> _Given records_:
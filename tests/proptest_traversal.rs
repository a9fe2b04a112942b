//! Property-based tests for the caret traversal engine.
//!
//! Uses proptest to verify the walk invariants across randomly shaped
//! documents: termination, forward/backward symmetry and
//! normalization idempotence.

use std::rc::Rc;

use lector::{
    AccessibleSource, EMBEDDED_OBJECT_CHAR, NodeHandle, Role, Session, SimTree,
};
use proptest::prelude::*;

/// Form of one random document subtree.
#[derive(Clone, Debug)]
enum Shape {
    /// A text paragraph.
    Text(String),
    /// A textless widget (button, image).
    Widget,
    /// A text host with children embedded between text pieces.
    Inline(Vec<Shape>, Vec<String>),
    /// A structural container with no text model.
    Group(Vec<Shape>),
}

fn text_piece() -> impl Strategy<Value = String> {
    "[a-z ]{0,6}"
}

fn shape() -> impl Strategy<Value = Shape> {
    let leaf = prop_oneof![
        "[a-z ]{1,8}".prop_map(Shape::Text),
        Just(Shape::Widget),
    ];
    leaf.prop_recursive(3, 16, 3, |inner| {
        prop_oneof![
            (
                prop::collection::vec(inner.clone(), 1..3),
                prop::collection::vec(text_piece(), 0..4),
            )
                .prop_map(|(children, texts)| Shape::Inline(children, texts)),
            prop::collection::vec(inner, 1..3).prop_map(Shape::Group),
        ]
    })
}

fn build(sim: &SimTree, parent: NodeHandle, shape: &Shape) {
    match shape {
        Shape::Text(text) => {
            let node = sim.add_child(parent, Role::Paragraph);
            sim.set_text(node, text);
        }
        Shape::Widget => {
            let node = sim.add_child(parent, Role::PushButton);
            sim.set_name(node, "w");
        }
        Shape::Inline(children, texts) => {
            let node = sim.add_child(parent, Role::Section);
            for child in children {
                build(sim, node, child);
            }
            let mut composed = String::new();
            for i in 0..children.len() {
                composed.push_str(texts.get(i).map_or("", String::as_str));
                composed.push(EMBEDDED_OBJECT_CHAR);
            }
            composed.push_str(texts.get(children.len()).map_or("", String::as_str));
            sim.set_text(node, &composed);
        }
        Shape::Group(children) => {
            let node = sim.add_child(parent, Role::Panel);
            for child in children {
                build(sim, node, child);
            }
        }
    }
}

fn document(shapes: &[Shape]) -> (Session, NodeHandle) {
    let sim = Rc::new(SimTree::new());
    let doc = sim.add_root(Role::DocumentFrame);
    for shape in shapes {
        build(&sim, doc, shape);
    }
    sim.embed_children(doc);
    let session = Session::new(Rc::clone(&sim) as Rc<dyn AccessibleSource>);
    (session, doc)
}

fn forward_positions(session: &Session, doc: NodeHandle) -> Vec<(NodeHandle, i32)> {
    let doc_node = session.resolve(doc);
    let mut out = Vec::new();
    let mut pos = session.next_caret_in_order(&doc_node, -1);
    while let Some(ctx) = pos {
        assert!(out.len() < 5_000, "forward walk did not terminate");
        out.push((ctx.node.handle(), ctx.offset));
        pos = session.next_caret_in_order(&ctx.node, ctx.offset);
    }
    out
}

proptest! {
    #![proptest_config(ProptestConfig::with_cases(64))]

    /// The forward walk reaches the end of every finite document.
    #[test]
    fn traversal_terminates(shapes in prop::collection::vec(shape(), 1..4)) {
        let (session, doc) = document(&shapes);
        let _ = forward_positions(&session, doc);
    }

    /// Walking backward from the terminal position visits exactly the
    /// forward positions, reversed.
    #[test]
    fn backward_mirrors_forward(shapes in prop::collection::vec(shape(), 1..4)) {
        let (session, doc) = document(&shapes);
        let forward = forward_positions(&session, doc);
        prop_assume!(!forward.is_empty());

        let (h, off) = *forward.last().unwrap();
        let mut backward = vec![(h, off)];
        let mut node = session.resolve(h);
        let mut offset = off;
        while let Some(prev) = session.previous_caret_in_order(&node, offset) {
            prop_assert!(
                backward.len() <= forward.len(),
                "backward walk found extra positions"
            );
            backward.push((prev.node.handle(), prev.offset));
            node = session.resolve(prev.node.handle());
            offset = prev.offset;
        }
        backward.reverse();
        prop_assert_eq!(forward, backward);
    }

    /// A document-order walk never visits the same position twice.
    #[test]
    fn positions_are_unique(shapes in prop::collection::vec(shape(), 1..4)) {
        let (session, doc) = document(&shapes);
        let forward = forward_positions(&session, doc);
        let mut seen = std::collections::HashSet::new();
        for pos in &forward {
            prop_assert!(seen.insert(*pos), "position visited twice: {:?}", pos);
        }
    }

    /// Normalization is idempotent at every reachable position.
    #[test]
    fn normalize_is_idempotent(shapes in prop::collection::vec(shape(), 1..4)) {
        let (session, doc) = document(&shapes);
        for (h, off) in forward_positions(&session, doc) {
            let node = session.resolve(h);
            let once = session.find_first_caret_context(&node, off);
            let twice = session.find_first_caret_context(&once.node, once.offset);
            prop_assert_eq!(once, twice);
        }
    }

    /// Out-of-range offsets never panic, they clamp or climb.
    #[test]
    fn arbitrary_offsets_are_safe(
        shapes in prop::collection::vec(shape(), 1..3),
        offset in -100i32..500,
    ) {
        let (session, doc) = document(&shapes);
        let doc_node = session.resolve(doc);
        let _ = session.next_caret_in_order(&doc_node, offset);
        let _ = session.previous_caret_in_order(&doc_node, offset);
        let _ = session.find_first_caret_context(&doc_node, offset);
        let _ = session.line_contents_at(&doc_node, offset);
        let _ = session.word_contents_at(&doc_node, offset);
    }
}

--

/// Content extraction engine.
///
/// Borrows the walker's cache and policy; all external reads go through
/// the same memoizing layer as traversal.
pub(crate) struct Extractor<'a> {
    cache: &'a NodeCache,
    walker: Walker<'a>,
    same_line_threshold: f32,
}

...

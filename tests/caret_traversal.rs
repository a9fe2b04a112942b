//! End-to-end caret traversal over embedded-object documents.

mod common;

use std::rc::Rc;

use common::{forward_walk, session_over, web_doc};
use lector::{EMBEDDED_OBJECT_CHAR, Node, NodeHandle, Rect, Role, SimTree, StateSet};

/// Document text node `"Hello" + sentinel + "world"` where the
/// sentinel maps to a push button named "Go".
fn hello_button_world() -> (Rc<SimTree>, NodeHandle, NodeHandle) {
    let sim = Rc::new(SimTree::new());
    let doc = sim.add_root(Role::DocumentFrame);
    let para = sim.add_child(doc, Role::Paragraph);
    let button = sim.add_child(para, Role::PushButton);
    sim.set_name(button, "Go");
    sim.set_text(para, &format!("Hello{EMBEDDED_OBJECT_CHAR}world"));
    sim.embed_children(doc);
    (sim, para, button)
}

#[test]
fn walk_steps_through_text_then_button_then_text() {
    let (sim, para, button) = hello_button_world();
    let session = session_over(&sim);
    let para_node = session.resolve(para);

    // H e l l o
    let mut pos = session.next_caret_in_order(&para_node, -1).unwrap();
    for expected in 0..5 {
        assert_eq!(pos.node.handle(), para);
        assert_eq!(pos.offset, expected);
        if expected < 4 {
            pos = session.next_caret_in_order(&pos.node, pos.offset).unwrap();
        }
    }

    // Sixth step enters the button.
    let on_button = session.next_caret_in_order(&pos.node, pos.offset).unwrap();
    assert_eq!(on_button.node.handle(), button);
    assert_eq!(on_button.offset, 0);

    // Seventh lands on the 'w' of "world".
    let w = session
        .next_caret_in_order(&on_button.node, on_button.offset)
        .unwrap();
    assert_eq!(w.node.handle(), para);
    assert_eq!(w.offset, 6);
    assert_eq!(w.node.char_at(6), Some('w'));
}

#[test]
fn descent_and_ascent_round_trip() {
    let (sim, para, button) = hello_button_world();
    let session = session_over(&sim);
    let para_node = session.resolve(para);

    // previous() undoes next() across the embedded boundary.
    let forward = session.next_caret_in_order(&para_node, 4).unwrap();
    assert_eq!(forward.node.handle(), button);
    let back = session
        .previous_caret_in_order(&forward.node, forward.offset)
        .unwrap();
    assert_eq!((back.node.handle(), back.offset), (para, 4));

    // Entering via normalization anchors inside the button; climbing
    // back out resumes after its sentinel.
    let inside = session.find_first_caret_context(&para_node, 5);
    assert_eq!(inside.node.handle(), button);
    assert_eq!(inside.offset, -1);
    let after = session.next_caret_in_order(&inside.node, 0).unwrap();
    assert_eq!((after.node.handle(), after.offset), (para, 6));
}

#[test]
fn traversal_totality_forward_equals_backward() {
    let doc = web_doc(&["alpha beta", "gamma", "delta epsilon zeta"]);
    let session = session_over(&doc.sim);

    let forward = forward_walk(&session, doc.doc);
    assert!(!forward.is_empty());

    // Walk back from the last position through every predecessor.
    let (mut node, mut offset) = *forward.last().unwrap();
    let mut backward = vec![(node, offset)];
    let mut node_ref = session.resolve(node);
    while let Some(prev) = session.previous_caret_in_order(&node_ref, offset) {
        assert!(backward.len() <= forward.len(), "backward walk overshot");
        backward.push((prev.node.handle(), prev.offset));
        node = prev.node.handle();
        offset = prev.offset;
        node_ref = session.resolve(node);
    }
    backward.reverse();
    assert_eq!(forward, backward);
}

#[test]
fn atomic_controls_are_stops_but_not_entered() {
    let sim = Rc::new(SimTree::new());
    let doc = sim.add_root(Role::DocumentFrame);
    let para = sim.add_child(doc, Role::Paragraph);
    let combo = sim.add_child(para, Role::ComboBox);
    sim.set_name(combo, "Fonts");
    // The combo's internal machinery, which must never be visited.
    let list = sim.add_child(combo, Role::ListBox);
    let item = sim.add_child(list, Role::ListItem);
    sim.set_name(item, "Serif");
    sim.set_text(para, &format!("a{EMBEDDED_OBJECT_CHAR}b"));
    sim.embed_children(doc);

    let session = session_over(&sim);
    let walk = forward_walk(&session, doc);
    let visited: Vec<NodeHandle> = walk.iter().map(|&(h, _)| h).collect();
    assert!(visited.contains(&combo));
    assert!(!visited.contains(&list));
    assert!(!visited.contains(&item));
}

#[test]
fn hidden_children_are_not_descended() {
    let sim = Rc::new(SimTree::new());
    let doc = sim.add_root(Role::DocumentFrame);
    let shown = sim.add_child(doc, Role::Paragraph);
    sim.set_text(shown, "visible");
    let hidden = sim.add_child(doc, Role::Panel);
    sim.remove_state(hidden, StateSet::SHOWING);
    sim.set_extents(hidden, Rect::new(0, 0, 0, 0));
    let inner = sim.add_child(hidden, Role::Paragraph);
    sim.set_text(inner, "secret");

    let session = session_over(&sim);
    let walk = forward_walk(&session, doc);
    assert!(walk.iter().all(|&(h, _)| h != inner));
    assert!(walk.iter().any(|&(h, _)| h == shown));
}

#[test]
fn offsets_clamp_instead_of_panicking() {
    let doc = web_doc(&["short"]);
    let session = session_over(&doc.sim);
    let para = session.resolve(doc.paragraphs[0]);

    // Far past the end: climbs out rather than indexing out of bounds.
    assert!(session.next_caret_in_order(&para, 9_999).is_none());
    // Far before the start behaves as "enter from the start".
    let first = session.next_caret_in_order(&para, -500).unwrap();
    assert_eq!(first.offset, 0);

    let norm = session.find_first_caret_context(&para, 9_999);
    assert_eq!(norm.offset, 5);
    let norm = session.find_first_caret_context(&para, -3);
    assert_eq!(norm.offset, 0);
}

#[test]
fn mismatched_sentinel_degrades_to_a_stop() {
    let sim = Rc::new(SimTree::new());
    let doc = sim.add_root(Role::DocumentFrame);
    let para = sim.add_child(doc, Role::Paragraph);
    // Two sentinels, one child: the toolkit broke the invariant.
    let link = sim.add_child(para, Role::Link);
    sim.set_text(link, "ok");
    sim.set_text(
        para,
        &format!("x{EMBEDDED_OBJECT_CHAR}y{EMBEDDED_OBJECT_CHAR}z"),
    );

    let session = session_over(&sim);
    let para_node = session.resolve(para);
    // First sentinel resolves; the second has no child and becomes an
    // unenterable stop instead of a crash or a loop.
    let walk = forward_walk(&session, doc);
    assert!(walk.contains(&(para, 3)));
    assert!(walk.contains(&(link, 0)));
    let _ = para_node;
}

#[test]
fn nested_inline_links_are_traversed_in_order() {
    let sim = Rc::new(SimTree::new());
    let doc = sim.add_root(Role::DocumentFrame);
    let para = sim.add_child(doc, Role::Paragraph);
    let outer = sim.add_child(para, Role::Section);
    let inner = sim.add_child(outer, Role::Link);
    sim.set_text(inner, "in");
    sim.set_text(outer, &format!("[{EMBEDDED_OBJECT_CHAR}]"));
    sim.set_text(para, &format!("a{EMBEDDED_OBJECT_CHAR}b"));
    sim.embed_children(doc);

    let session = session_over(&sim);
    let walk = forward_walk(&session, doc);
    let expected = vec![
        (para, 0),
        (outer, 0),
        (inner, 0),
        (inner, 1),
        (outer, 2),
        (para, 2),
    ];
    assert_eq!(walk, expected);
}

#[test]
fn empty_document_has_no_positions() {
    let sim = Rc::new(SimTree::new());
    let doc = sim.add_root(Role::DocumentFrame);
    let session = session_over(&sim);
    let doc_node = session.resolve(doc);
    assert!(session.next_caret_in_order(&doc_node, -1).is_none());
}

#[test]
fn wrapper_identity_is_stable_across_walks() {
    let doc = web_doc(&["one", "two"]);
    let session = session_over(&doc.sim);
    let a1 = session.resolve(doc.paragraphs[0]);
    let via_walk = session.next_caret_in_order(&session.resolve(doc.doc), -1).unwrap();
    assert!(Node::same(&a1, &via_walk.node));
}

> _Problem requirements_: Restate word for word only the lines above from the line containing "mod common;" to the line containing "assert_eq!((back.node.handle(), back.offset), (para, 4));", both of them included.

> _Your solution_:
mod common;

use std::rc::Rc;

use common::{forward_walk, session_over, web_doc};
use lector::{EMBEDDED_OBJECT_CHAR, Node, NodeHandle, Rect, Role, SimTree, StateSet};

/// Document text node `"Hello" + sentinel + "world"` where the
/// sentinel maps to a push button named "Go".
fn hello_button_world() -> (Rc<SimTree>, NodeHandle, NodeHandle) {
    let sim = Rc::new(SimTree::new());
    let doc = sim.add_root(Role::DocumentFrame);
    let para = sim.add_child(doc, Role::Paragraph);
    let button = sim.add_child(para, Role::PushButton);
    sim.set_name(button, "Go");
    sim.set_text(para, &format!("Hello{EMBEDDED_OBJECT_CHAR}world"));
    sim.embed_children(doc);
    (sim, para, button)
}

#[test]
fn walk_steps_through_text_then_button_then_text() {
    let (sim, para, button) = hello_button_world();
    let session = session_over(&sim);
    let para_node = session.resolve(para);

    // H e l l o
    let mut pos = session.next_caret_in_order(&para_node, -1).unwrap();
    for expected in 0..5 {
        assert_eq!(pos.node.handle(), para);
        assert_eq!(pos.offset, expected);
        if expected < 4 {
            pos = session.next_caret_in_order(&pos.node, pos.offset).unwrap();
        }
    }

    // Sixth step enters the button.
    let on_button = session.next_caret_in_order(&pos.node, pos.offset).unwrap();
    assert_eq!(on_button.node.handle(), button);
    assert_eq!(on_button.offset, 0);

    // Seventh lands on the 'w' of "world".
    let w = session
        .next_caret_in_order(&on_button.node, on_button.offset)
        .unwrap();
    assert_eq!(w.node.handle(), para);
    assert_eq!(w.offset, 6);
    assert_eq!(w.node.char_at(6), Some('w'));
}

#[test]
fn descent_and_ascent_round_trip() {
    let (sim, para, button) = hello_button_world();
    let session = session_over(&sim);
    let para_node = session.resolve(para);

    // previous() undoes next() across the embedded boundary.
    let forward = session.next_caret_in_order(&para_node, 4).unwrap();
    assert_eq!(forward.node.handle(), button);
    let back = session
        .previous_caret_in_order(&forward.node, forward.offset)
        .unwrap();
    assert_eq!((back.node.handle(), back.offset), (para, 4));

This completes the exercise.